◆ Try it:
What you return must be every line below that includes the word "await".

◆ Data records:

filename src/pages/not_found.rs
use leptos::prelude::*;

/// 404 Not Found Page
#[component]
pub fn NotFound() -> impl IntoView {
	view! { <h1>"Uh oh!" <br /> "We couldn't find that page!"</h1> }
}
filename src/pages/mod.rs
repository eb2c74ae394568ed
pub mod home;
pub mod not_found;
use std::cell::RefCell;
use std::rc::Rc;

use leptos::prelude::*;
use wasm_bindgen::prelude::*;
use web_sys::{CanvasRenderingContext2d, HtmlCanvasElement, MouseEvent, Window};

use super::config::MapConfig;
use super::loader::{self, LoadGuard};
use super::render;
use super::state::FloorMapState;

fn pointer_position(canvas: &HtmlCanvasElement, ev: &MouseEvent) -> (f64, f64) {
	let rect = canvas.get_bounding_client_rect();
	(
		f64::from(ev.client_x()) - rect.left(),
		f64::from(ev.client_y()) - rect.top(),
	)
}

fn set_cursor(canvas: &HtmlCanvasElement, cursor: &str) {
	let _ = web_sys::HtmlElement::style(canvas).set_property("cursor", cursor);
}

/// Starts both table loads. Each resolves on its own and swaps in its set
/// whole; a failure leaves the previous set in place.
fn spawn_loads(state: &Rc<RefCell<FloorMapState>>, config: &MapConfig, guard: &LoadGuard) {
	let (state_nodes, guard_nodes) = (state.clone(), guard.clone());
	let (nodes_url, floor) = (config.nodes_url.clone(), config.active_floor.clone());
	leptos::task::spawn_local(async move {
		let result = loader::load_nodes(&nodes_url, &floor).await;
		state_nodes.borrow_mut().accept_nodes(result, &guard_nodes);
	});

	let (state_edges, guard_edges) = (state.clone(), guard.clone());
	let edges_url = config.edges_url.clone();
	leptos::task::spawn_local(async move {
		let result = loader::load_edges(&edges_url).await;
		state_edges.borrow_mut().accept_edges(result, &guard_edges);
	});
}

#[component]
pub fn FloorMapCanvas(
	#[prop(optional)] config: MapConfig,
	#[prop(default = false)] fullscreen: bool,
	#[prop(default = None)] width: Option<f64>,
	#[prop(default = None)] height: Option<f64>,
) -> impl IntoView {
	let canvas_ref = NodeRef::<leptos::html::Canvas>::new();
	let state = Rc::new(RefCell::new(FloorMapState::new(config.clone(), 0.0, 0.0)));
	let animate: Rc<RefCell<Option<Closure<dyn FnMut()>>>> = Rc::new(RefCell::new(None));
	let resize_cb: Rc<RefCell<Option<Closure<dyn FnMut()>>>> = Rc::new(RefCell::new(None));
	let guard = LoadGuard::new();

	spawn_loads(&state, &config, &guard);
	let guard_cleanup = guard.clone();
	on_cleanup(move || guard_cleanup.cancel());

	let (state_init, animate_init, resize_cb_init, guard_anim) =
		(state.clone(), animate.clone(), resize_cb.clone(), guard.clone());

	Effect::new(move |_| {
		let Some(canvas) = canvas_ref.get() else {
			return;
		};
		let canvas: HtmlCanvasElement = canvas.into();
		let window: Window = web_sys::window().unwrap();

		let (w, h) = if fullscreen {
			(
				window.inner_width().unwrap().as_f64().unwrap(),
				window.inner_height().unwrap().as_f64().unwrap(),
			)
		} else {
			(
				width.unwrap_or_else(|| {
					canvas
						.parent_element()
						.map(|p| p.client_width() as f64)
						.unwrap_or(800.0)
				}),
				height.unwrap_or_else(|| {
					canvas
						.parent_element()
						.map(|p| p.client_height() as f64)
						.unwrap_or(600.0)
				}),
			)
		};
		canvas.set_width(w as u32);
		canvas.set_height(h as u32);

		let ctx: CanvasRenderingContext2d = canvas
			.get_context("2d")
			.unwrap()
			.unwrap()
			.dyn_into()
			.unwrap();
		state_init.borrow_mut().resize(w, h);

		if fullscreen {
			let (state_resize, canvas_resize) = (state_init.clone(), canvas.clone());
			*resize_cb_init.borrow_mut() = Some(Closure::new(move || {
				let Some(win) = web_sys::window() else {
					return;
				};
				let (Some(nw), Some(nh)) = (
					win.inner_width().ok().and_then(|v| v.as_f64()),
					win.inner_height().ok().and_then(|v| v.as_f64()),
				) else {
					return;
				};
				canvas_resize.set_width(nw as u32);
				canvas_resize.set_height(nh as u32);
				state_resize.borrow_mut().resize(nw, nh);
			}));
			if let Some(ref cb) = *resize_cb_init.borrow() {
				let _ =
					window.add_event_listener_with_callback("resize", cb.as_ref().unchecked_ref());
			}
		}

		let (state_anim, animate_inner, resize_inner, guard_frame) = (
			state_init.clone(),
			animate_init.clone(),
			resize_cb_init.clone(),
			guard_anim.clone(),
		);
		*animate_init.borrow_mut() = Some(Closure::new(move || {
			// First frame after teardown detaches the resize listener and
			// stops the loop.
			if !guard_frame.is_live() {
				if let (Some(cb), Some(win)) = (resize_inner.borrow_mut().take(), web_sys::window()) {
					let _ = win
						.remove_event_listener_with_callback("resize", cb.as_ref().unchecked_ref());
				}
				return;
			}
			render::render(&state_anim.borrow(), &ctx);
			if let (Some(cb), Some(win)) = (animate_inner.borrow().as_ref(), web_sys::window()) {
				let _ = win.request_animation_frame(cb.as_ref().unchecked_ref());
			}
		}));
		if let Some(ref cb) = *animate_init.borrow() {
			let _ = window.request_animation_frame(cb.as_ref().unchecked_ref());
		}
	});

	let state_md = state.clone();
	let on_mousedown = move |_: MouseEvent| {
		state_md.borrow_mut().pan.pointer_down();
		if let Some(canvas) = canvas_ref.get() {
			set_cursor(&canvas, "grabbing");
		}
	};

	let state_mm = state.clone();
	let on_mousemove = move |ev: MouseEvent| {
		let mut s = state_mm.borrow_mut();
		if s.pan.is_dragging() {
			s.drag_by(f64::from(ev.movement_x()), f64::from(ev.movement_y()));
			return;
		}
		let Some(canvas) = canvas_ref.get() else {
			return;
		};
		let (x, y) = pointer_position(&canvas, &ev);
		if s.update_hover(x, y) {
			let cursor = if s.hover.hovered().is_some() {
				"pointer"
			} else {
				"grab"
			};
			set_cursor(&canvas, cursor);
		}
	};

	let state_mu = state.clone();
	let on_mouseup = move |_: MouseEvent| {
		state_mu.borrow_mut().pan.pointer_up();
		if let Some(canvas) = canvas_ref.get() {
			set_cursor(&canvas, "grab");
		}
	};

	let state_ml = state.clone();
	let on_mouseleave = move |_: MouseEvent| {
		let mut s = state_ml.borrow_mut();
		s.pan.pointer_leave();
		s.hover.clear();
	};

	let state_dc = state.clone();
	let on_dblclick = move |_: MouseEvent| {
		state_dc.borrow_mut().pan.reset();
	};

	view! {
		<canvas
			node_ref=canvas_ref
			class="floor-map-canvas"
			on:mousedown=on_mousedown
			on:mousemove=on_mousemove
			on:mouseup=on_mouseup
			on:mouseleave=on_mouseleave
			on:dblclick=on_dblclick
			style="display: block; cursor: grab;"
		/>
	}
}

◆ The completed task:
		let result = loader::load_nodes(&nodes_url, &floor).await;
		let result = loader::load_edges(&edges_url).await;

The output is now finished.